Presión oficial a los bancos: Luis Caputo exigió que bajen las tasas y extiendan plazos por la morosidad.
El ministro de Economía, Luis Caputo, confirmó que el Gobierno nacional mantiene intensas negociaciones con las entidades bancarias del sector privado para forzar una flexibilización en las condiciones de refinanciación de deudas. La medida responde a una creciente preocupación oficial por el aumento del índice de morosidad en el sistema financiero, que afecta tanto a particulares como al sector productivo.

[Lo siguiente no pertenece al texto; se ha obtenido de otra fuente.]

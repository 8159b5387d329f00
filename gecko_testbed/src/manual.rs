//! Manual motion outside of sequences.
//!
//! - [`move_until_trigger`] - pulse one axis until any trigger fires
//! - [`Jogger`] - continuous per-axis jog, started and stopped by axis name
//! - [`motor_check`] - square wave on every axis, both directions
//!
//! Move-until-trigger and motor check hold the run flag. Jogs do not hold it
//! but cannot start while it is held, and a held flag cannot be taken while
//! any axis jogs.

use crate::context::MotionContext;
use crate::events::{MotionEvent, TriggerPhase};
use crate::state::{JogPermit, RunGuard, RunToken};
use crate::trigger::TriggerGroup;
use gecko_common::prelude::*;
use parking_lot::Mutex;
use std::thread::{self, JoinHandle};
use std::time::{Duration, Instant};
use tracing::{debug, error, info};

// ─── Move until trigger ─────────────────────────────────────────────

/// How a manual move ended.
#[derive(Debug, Clone, Copy, PartialEq, Eq)]
pub enum ManualOutcome {
    /// A trigger fired.
    Triggered,
    /// The run flag was cleared.
    Stopped,
}

/// Claim the run flag and move `axis` until any of `triggers` fires.
///
/// With no triggers the axis moves until stopped.
///
/// # Errors
///
/// - `InvalidAxis` for an unknown axis label (nothing changes)
/// - `SensorTransport` while the sensor is faulted (nothing moves)
/// - `ActivityAlreadyRunning` if another activity holds the run flag
/// - `ActuatorTransport` if a pulse fails (the move is halted)
pub fn move_until_trigger(
    ctx: &MotionContext,
    axis: &str,
    direction: Direction,
    triggers: &[Trigger],
    pulse_width: Duration,
) -> Result<ManualOutcome, TestbedError> {
    let axis: Axis = axis.parse()?;
    ctx.state.ensure_sensor_healthy()?;
    let guard = ctx.state.try_begin()?;
    run_manual_move(ctx, guard, axis, direction, triggers, pulse_width)
}

/// Manual move under an already-claimed run flag.
pub fn run_manual_move(
    ctx: &MotionContext,
    guard: RunGuard,
    axis: Axis,
    direction: Direction,
    triggers: &[Trigger],
    pulse_width: Duration,
) -> Result<ManualOutcome, TestbedError> {
    let token = guard.token();
    ctx.events
        .publish(MotionEvent::ManualMoveStarted { axis, direction });

    let mut group = TriggerGroup::new(triggers, false);
    let started = Instant::now();
    let mut steps = 0u64;
    let outcome = loop {
        if !token.is_live() {
            break ManualOutcome::Stopped;
        }
        let result = group.evaluate(&ctx.inputs(started.elapsed(), steps), ctx.max_force_limit);
        for i in result.newly_fired {
            if let Some(trigger) = group.trigger(i) {
                ctx.events.publish(MotionEvent::TriggerFired {
                    axis,
                    phase: TriggerPhase::ManualMove,
                    trigger: trigger.clone(),
                });
            }
        }
        if result.satisfied {
            ctx.events.publish(MotionEvent::ManualMoveTriggered);
            break ManualOutcome::Triggered;
        }
        match ctx.actuator.pulse(axis, direction, pulse_width, &token) {
            Ok(Some(_)) => steps += 1,
            Ok(None) => break ManualOutcome::Stopped,
            Err(e) => {
                ctx.halt(&format!("manual move on {axis}: {e}"));
                return Err(e);
            }
        }
    };

    ctx.events.publish(MotionEvent::ManualMoveCompleted);
    drop(guard);
    Ok(outcome)
}

// ─── Continuous jog ─────────────────────────────────────────────────

/// Per-axis continuous jog threads.
pub struct Jogger {
    ctx: MotionContext,
    handles: Mutex<[Option<JoinHandle<()>>; AXIS_COUNT]>,
}

impl Jogger {
    /// Jogger over `ctx`.
    pub fn new(ctx: MotionContext) -> Self {
        Self {
            ctx,
            handles: Mutex::new(Default::default()),
        }
    }

    /// Start jogging `axis`; `positive` selects the direction.
    ///
    /// Starting an axis that already jogs is a no-op.
    ///
    /// # Errors
    ///
    /// - `InvalidAxis` for an unknown axis label
    /// - `SensorTransport` while the sensor is faulted
    /// - `ActivityAlreadyRunning` while an activity holds the run flag
    pub fn start(&self, axis: &str, positive: bool) -> Result<(), TestbedError> {
        let axis: Axis = axis.parse()?;
        self.ctx.state.ensure_sensor_healthy()?;
        if !self.ctx.state.try_start_jog(axis)? {
            debug!("Axis {} already jogging", axis);
            return Ok(());
        }

        let ctx = self.ctx.clone();
        let direction = Direction::from_flag(positive);
        let spawned = thread::Builder::new()
            .name(format!("jog-{}", axis.label().to_ascii_lowercase()))
            .spawn(move || jog_loop(&ctx, axis, direction));
        match spawned {
            Ok(handle) => {
                info!("Jog started on {} ({})", axis, direction);
                // A previous thread, if any, has already seen its flag drop.
                let _ = self.handles.lock()[axis.index()].replace(handle);
                Ok(())
            }
            Err(e) => {
                self.ctx.state.stop_jog(axis);
                Err(TestbedError::Spawn(format!("jog {axis}: {e}")))
            }
        }
    }

    /// Stop jogging `axis` and wait for its last pulse to finish.
    pub fn stop(&self, axis: &str) -> Result<(), TestbedError> {
        let axis: Axis = axis.parse()?;
        self.stop_axis(axis);
        Ok(())
    }

    /// Stop every jog.
    pub fn stop_all(&self) {
        for axis in Axis::ALL {
            self.stop_axis(axis);
        }
    }

    fn stop_axis(&self, axis: Axis) {
        self.ctx.state.stop_jog(axis);
        let handle = self.handles.lock()[axis.index()].take();
        if let Some(handle) = handle {
            if handle.join().is_err() {
                error!("Jog thread of axis {} panicked", axis);
            }
            info!("Jog stopped on {}", axis);
        }
    }
}

fn jog_loop(ctx: &MotionContext, axis: Axis, direction: Direction) {
    let width = ctx.motion.jog_pulse();
    let permit = JogPermit::new(&ctx.state, axis);
    loop {
        match ctx.actuator.pulse(axis, direction, width, &permit) {
            Ok(Some(_)) => {}
            Ok(None) => break,
            Err(e) => {
                ctx.halt(&format!("jog on {axis}: {e}"));
                break;
            }
        }
    }
}

// ─── Motor check ────────────────────────────────────────────────────

/// Claim the run flag and run the motor self-check.
///
/// Refused while the sensor is faulted, like every other activity.
pub fn motor_check(ctx: &MotionContext) -> Result<(), TestbedError> {
    ctx.state.ensure_sensor_healthy()?;
    let guard = ctx.state.try_begin()?;
    run_motor_check(ctx, guard)
}

/// Motor self-check under an already-claimed run flag.
///
/// Every axis runs concurrently: a square wave in the positive direction
/// for the configured duration, then the same in the negative direction.
/// Position counters are not touched.
pub fn run_motor_check(ctx: &MotionContext, guard: RunGuard) -> Result<(), TestbedError> {
    let token = guard.token();
    ctx.events.publish(MotionEvent::MotorCheckStarted);

    let mut handles = Vec::with_capacity(AXIS_COUNT);
    for axis in Axis::ALL {
        let worker = ctx.clone();
        let token = token.clone();
        let handle = thread::Builder::new()
            .name(format!("check-{}", axis.label().to_ascii_lowercase()))
            .spawn(move || check_axis(&worker, axis, &token))
            .map_err(|e| TestbedError::Spawn(format!("motor check {axis}: {e}")));
        match handle {
            Ok(h) => handles.push((axis, h)),
            Err(e) => {
                ctx.halt(&e.to_string());
                return Err(e);
            }
        }
    }

    let mut failure = None;
    for (axis, handle) in handles {
        let result = handle
            .join()
            .unwrap_or_else(|_| Err(TestbedError::Spawn(format!("motor check {axis} panicked"))));
        if let Err(e) = result {
            failure.get_or_insert(e);
        }
    }

    if let Some(e) = failure {
        ctx.halt(&format!("motor check: {e}"));
        return Err(e);
    }
    ctx.events.publish(MotionEvent::MotorCheckCompleted);
    drop(guard);
    Ok(())
}

fn check_axis(ctx: &MotionContext, axis: Axis, token: &RunToken) -> Result<(), TestbedError> {
    let duration = ctx.motion.motor_check_duration();
    let half_period = ctx.motion.motor_check_half_period();
    for direction in [Direction::Positive, Direction::Negative] {
        let started = Instant::now();
        while started.elapsed() < duration {
            if !ctx.actuator.toggle(axis, direction, half_period, token)? {
                return Ok(());
            }
        }
    }
    Ok(())
}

«Esto no funciona así»: el freno a las estrategias de cobro judicial
El jefe de la cartera económica cuestionó con dureza las acciones defensivas que comenzaron a implementar diversos bancos comerciales ante las dificultades de pago de sus clientes en tarjetas de crédito, préstamos personales y líneas comerciales.

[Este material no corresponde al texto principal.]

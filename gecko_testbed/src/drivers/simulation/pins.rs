//! Recording output pins.

use crate::transport::{Level, OutputPin};
use gecko_common::prelude::*;
use parking_lot::Mutex;
use std::sync::Arc;
use std::sync::atomic::{AtomicBool, AtomicU64, Ordering};

/// Callback run on every rising edge of a simulated pin.
pub type RiseHook = Arc<dyn Fn() + Send + Sync>;

#[derive(Default)]
struct PinShared {
    high: AtomicBool,
    rises: AtomicU64,
    failing: AtomicBool,
    on_rise: Mutex<Option<RiseHook>>,
}

/// Observer and fault injector for a [`SimulatedPin`].
#[derive(Clone, Default)]
pub struct PinTap {
    inner: Arc<PinShared>,
}

impl PinTap {
    /// Current output level.
    pub fn is_high(&self) -> bool {
        self.inner.high.load(Ordering::SeqCst)
    }

    /// Rising edges seen so far.
    pub fn rises(&self) -> u64 {
        self.inner.rises.load(Ordering::SeqCst)
    }

    /// Run `hook` on each rising edge (replaces any previous hook).
    pub fn on_rise(&self, hook: RiseHook) {
        *self.inner.on_rise.lock() = Some(hook);
    }

    /// Make subsequent writes fail.
    pub fn set_failing(&self, failing: bool) {
        self.inner.failing.store(failing, Ordering::SeqCst);
    }
}

/// Output pin that only records what it is driven to.
pub struct SimulatedPin {
    label: String,
    tap: PinTap,
}

impl SimulatedPin {
    /// Pin reporting through `tap`.
    pub fn new(label: impl Into<String>, tap: PinTap) -> Self {
        Self {
            label: label.into(),
            tap,
        }
    }
}

impl OutputPin for SimulatedPin {
    fn set(&mut self, level: Level) -> Result<(), TestbedError> {
        let shared = &self.tap.inner;
        if shared.failing.load(Ordering::SeqCst) {
            return Err(TestbedError::ActuatorTransport(format!(
                "{} write failed",
                self.label
            )));
        }
        let high = level == Level::High;
        let was_high = shared.high.swap(high, Ordering::SeqCst);
        if high && !was_high {
            shared.rises.fetch_add(1, Ordering::SeqCst);
            let hook = shared.on_rise.lock().clone();
            if let Some(hook) = hook {
                hook();
            }
        }
        Ok(())
    }
}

“Esto no funciona así”, disparó Caputo, al criticar que las entidades endurezcan las tasas de interés o deriven carteras de deudores morosos de forma automática a estudios jurídicos para acelerar el cobro.

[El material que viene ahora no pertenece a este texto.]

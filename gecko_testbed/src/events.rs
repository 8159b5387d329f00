//! Telemetry and motion events.
//!
//! Operator-facing output flows through two layers:
//!
//! - [`TelemetrySink`] - fire-and-forget channel to whatever front end is
//!   attached (tracing, an mpsc consumer, ...); carries force samples, log
//!   messages and step counters
//! - [`EventBus`] - turns [`MotionEvent`]s into log messages, forwards them
//!   to the sink and records them in the run log with the force at that
//!   moment

use crate::runlog::RunLog;
use crate::state::TestbedState;
use chrono::Local;
use gecko_common::prelude::*;
use std::fmt;
use std::sync::Arc;
use std::sync::mpsc::Sender;
use tracing::{debug, info, trace};

// ─── Telemetry ──────────────────────────────────────────────────────

/// One outbound telemetry message.
#[derive(Debug, Clone, PartialEq)]
pub enum Telemetry {
    /// Latest calibrated reading.
    Force(ForceReading),
    /// Human-readable log line.
    Log(String),
    /// Position counters in X, Y, Z order.
    StepCount([i64; AXIS_COUNT]),
}

impl Telemetry {
    /// Channel name (`force`, `log`, `step_count`).
    pub const fn channel(&self) -> &'static str {
        match self {
            Telemetry::Force(_) => "force",
            Telemetry::Log(_) => "log",
            Telemetry::StepCount(_) => "step_count",
        }
    }

    /// Payload as JSON.
    pub fn payload(&self) -> serde_json::Value {
        match self {
            Telemetry::Force(reading) => serde_json::json!({
                "Fx": reading.fx,
                "Fy": reading.fy,
                "Fz": reading.fz,
                "F_shear": reading.shear,
            }),
            Telemetry::Log(text) => serde_json::Value::String(text.clone()),
            Telemetry::StepCount([x, y, z]) => serde_json::json!({"X": x, "Y": y, "Z": z}),
        }
    }
}

/// Non-blocking telemetry consumer.
///
/// Implementations must not block the caller; failures are swallowed.
pub trait TelemetrySink: Send + Sync {
    /// Deliver one message.
    fn emit(&self, message: &Telemetry);
}

/// Sink writing telemetry to `tracing`.
#[derive(Debug, Default, Clone, Copy)]
pub struct TracingSink;

impl TelemetrySink for TracingSink {
    fn emit(&self, message: &Telemetry) {
        match message {
            Telemetry::Log(text) => info!(target: "telemetry", "{text}"),
            Telemetry::Force(reading) => trace!(target: "telemetry", "force {reading}"),
            Telemetry::StepCount([x, y, z]) => {
                debug!(target: "telemetry", "steps X {x} | Y {y} | Z {z}")
            }
        }
    }
}

/// Sink forwarding telemetry over an mpsc channel.
#[derive(Clone)]
pub struct ChannelSink {
    tx: Sender<Telemetry>,
}

impl ChannelSink {
    /// Forward into `tx`.
    pub fn new(tx: Sender<Telemetry>) -> Self {
        Self { tx }
    }
}

impl TelemetrySink for ChannelSink {
    fn emit(&self, message: &Telemetry) {
        // Receiver gone means nobody is listening.
        let _ = self.tx.send(message.clone());
    }
}

/// Sink duplicating every message to several sinks.
#[derive(Default, Clone)]
pub struct FanoutSink {
    sinks: Vec<Arc<dyn TelemetrySink>>,
}

impl FanoutSink {
    /// Builder: add a sink.
    pub fn with(mut self, sink: Arc<dyn TelemetrySink>) -> Self {
        self.sinks.push(sink);
        self
    }
}

impl TelemetrySink for FanoutSink {
    fn emit(&self, message: &Telemetry) {
        for sink in &self.sinks {
            sink.emit(message);
        }
    }
}

// ─── Motion events ──────────────────────────────────────────────────

/// Trigger group a firing belongs to.
#[derive(Debug, Clone, Copy, PartialEq, Eq)]
pub enum TriggerPhase {
    /// Movement initiation triggers.
    MovementStart,
    /// Movement breaking triggers.
    MovementBreak,
    /// Hold ending triggers.
    HoldBreak,
    /// Manual move stop triggers.
    ManualMove,
}

impl TriggerPhase {
    /// Phrase used in log messages.
    pub const fn label(self) -> &'static str {
        match self {
            TriggerPhase::MovementStart => "movement starting",
            TriggerPhase::MovementBreak => "movement break",
            TriggerPhase::HoldBreak => "force hold break",
            TriggerPhase::ManualMove => "manual move",
        }
    }
}

/// Something worth telling the operator about.
#[derive(Debug, Clone, PartialEq)]
pub enum MotionEvent {
    /// Iteration `iteration` (0-based) began.
    IterationStarted {
        /// Iteration index.
        iteration: u32,
    },
    /// Iteration finished on every axis.
    IterationCompleted {
        /// Iteration index.
        iteration: u32,
        /// Counters before the reset.
        positions: [i64; AXIS_COUNT],
    },
    /// Axes are being driven back to zero.
    ResettingAxes,
    /// A step began executing.
    StepStarted {
        /// Axis.
        axis: Axis,
        /// Step index within the program.
        index: usize,
    },
    /// A trigger fired for the first time in its activation.
    TriggerFired {
        /// Axis.
        axis: Axis,
        /// Trigger group.
        phase: TriggerPhase,
        /// The trigger.
        trigger: Trigger,
    },
    /// Breaking triggers satisfied; movement stops.
    MovementBroken {
        /// Axis.
        axis: Axis,
    },
    /// Hold phase entered.
    HoldStarted {
        /// Axis.
        axis: Axis,
        /// Hold target [N].
        target: f64,
    },
    /// Hold triggers satisfied.
    HoldCompleted {
        /// Axis.
        axis: Axis,
        /// Hold target [N].
        target: f64,
    },
    /// A step finished.
    StepCompleted {
        /// Axis.
        axis: Axis,
        /// Step index within the program.
        index: usize,
    },
    /// Operator stopped the run.
    RunStopped,
    /// Run halted by emergency stop or a hardware fault.
    Halted {
        /// Why.
        reason: String,
    },
    /// Run log written.
    LogWritten {
        /// Where.
        location: String,
    },
    /// Run log could not be written.
    LogFailed {
        /// Why.
        reason: String,
    },
    /// Manual move started.
    ManualMoveStarted {
        /// Axis.
        axis: Axis,
        /// Direction.
        direction: Direction,
    },
    /// Manual move stopped by its triggers.
    ManualMoveTriggered,
    /// Manual move ended.
    ManualMoveCompleted,
    /// Motor check started.
    MotorCheckStarted,
    /// Motor check ended.
    MotorCheckCompleted,
    /// Sensor link failed.
    SensorFault {
        /// Why.
        reason: String,
    },
}

impl fmt::Display for MotionEvent {
    fn fmt(&self, f: &mut fmt::Formatter<'_>) -> fmt::Result {
        match self {
            MotionEvent::IterationStarted { iteration } => {
                write!(f, "Experiment {iteration} started")
            }
            MotionEvent::IterationCompleted {
                iteration,
                positions: [x, y, z],
            } => write!(
                f,
                "Experiment {iteration} completed. Total steps: X {x} | Y {y} | Z {z}"
            ),
            MotionEvent::ResettingAxes => f.write_str("Resetting motors to their initial state"),
            MotionEvent::StepStarted { axis, index } => {
                write!(f, "{axis}: step {index} initiated")
            }
            MotionEvent::TriggerFired {
                axis,
                phase,
                trigger,
            } => write!(f, "Axis {axis}: {trigger}, {} trigger fired", phase.label()),
            MotionEvent::MovementBroken { axis } => {
                write!(f, "Breaking movement on {axis} axis")
            }
            MotionEvent::HoldStarted { axis, target } => write!(
                f,
                "Holding force: F{} = {target}N",
                axis.label().to_ascii_lowercase()
            ),
            MotionEvent::HoldCompleted { axis, target } => write!(
                f,
                "Holding force: F{} = {target}N completed",
                axis.label().to_ascii_lowercase()
            ),
            MotionEvent::StepCompleted { axis, index } => {
                write!(f, "{axis}: step {index} completed")
            }
            MotionEvent::RunStopped => f.write_str("Experiment manually stopped"),
            MotionEvent::Halted { reason } => write!(f, "Emergency stop: {reason}"),
            MotionEvent::LogWritten { location } => {
                write!(f, "Experiment logs written to {location}")
            }
            MotionEvent::LogFailed { reason } => {
                write!(f, "Failed to write experiment logs: {reason}")
            }
            MotionEvent::ManualMoveStarted { axis, direction } => {
                write!(f, "Manual move on {axis} axis ({direction})")
            }
            MotionEvent::ManualMoveTriggered => f.write_str("Manual move stopped due to trigger"),
            MotionEvent::ManualMoveCompleted => f.write_str("Manual move completed"),
            MotionEvent::MotorCheckStarted => f.write_str("Motor check started"),
            MotionEvent::MotorCheckCompleted => f.write_str("Motor check completed"),
            MotionEvent::SensorFault { reason } => write!(f, "Force sensor failure: {reason}"),
        }
    }
}

// ─── Bus ────────────────────────────────────────────────────────────

/// Dispatcher shared by every motion component.
pub struct EventBus {
    sink: Arc<dyn TelemetrySink>,
    run_log: RunLog,
    state: Arc<TestbedState>,
}

impl EventBus {
    /// Bus forwarding to `sink`, stamping log lines with `state`'s force.
    pub fn new(sink: Arc<dyn TelemetrySink>, state: Arc<TestbedState>) -> Self {
        Self {
            sink,
            run_log: RunLog::new(),
            state,
        }
    }

    /// Report an event to the operator and the run log.
    pub fn publish(&self, event: MotionEvent) {
        let text = event.to_string();
        self.run_log
            .record(Local::now(), &self.state.latest_force(), &text);
        self.sink.emit(&Telemetry::Log(text));
    }

    /// Report a fresh force reading.
    ///
    /// While a run is recorded, the reading and the current counters are
    /// appended to the run log.
    pub fn force(&self, reading: ForceReading) {
        let [x, y, z] = self.state.positions();
        self.run_log
            .record(Local::now(), &reading, &format!("steps X {x} | Y {y} | Z {z}"));
        self.sink.emit(&Telemetry::Force(reading));
    }

    /// Report the position counters.
    pub fn step_count(&self) {
        self.sink.emit(&Telemetry::StepCount(self.state.positions()));
    }

    /// Raw telemetry passthrough.
    pub fn emit(&self, message: &Telemetry) {
        self.sink.emit(message);
    }

    /// The run-log buffer.
    pub fn run_log(&self) -> &RunLog {
        &self.run_log
    }
}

El ministro contextualizó la problemática señalando que, tras el severo ajuste fiscal y el fin del financiamiento estatal, los bancos privados se vieron obligados a «empezar a actuar como bancos», expandiendo de manera muy veloz el crédito al sector privado. El funcionario admitió que en ese proceso acelerado las entidades “dieron algunos créditos malos”, pero remarcó que la solución no debe ser el ahogo financiero de los tomadores de crédito.
Sin auxilio regulatorio por parte del Banco Central
La presión política y discursiva de Economía surge como la principal herramienta oficial, dado que se descartó cualquier tipo de auxilio o intervención mediante normativas de emergencia. Días atrás, el presidente del Banco Central (BCRA), Santiago Bausili, descartó de plano la aplicación de nuevas medidas regulatorias para aliviar de forma coactiva la situación de los deudores.
Ante este panorama, Caputo aseguró que el Gobierno les transmitió a los directivos bancarios la necesidad imperiosa de extender plazos y ofrecer tasas de interés «más razonables» que actúen como un puente para regularizar compromisos financieros. Según el ministro, la respuesta inicial empieza a traccionar: “Entiendo que varios bancos están hablando con las pymes y dando plazos más largos”, concluyó.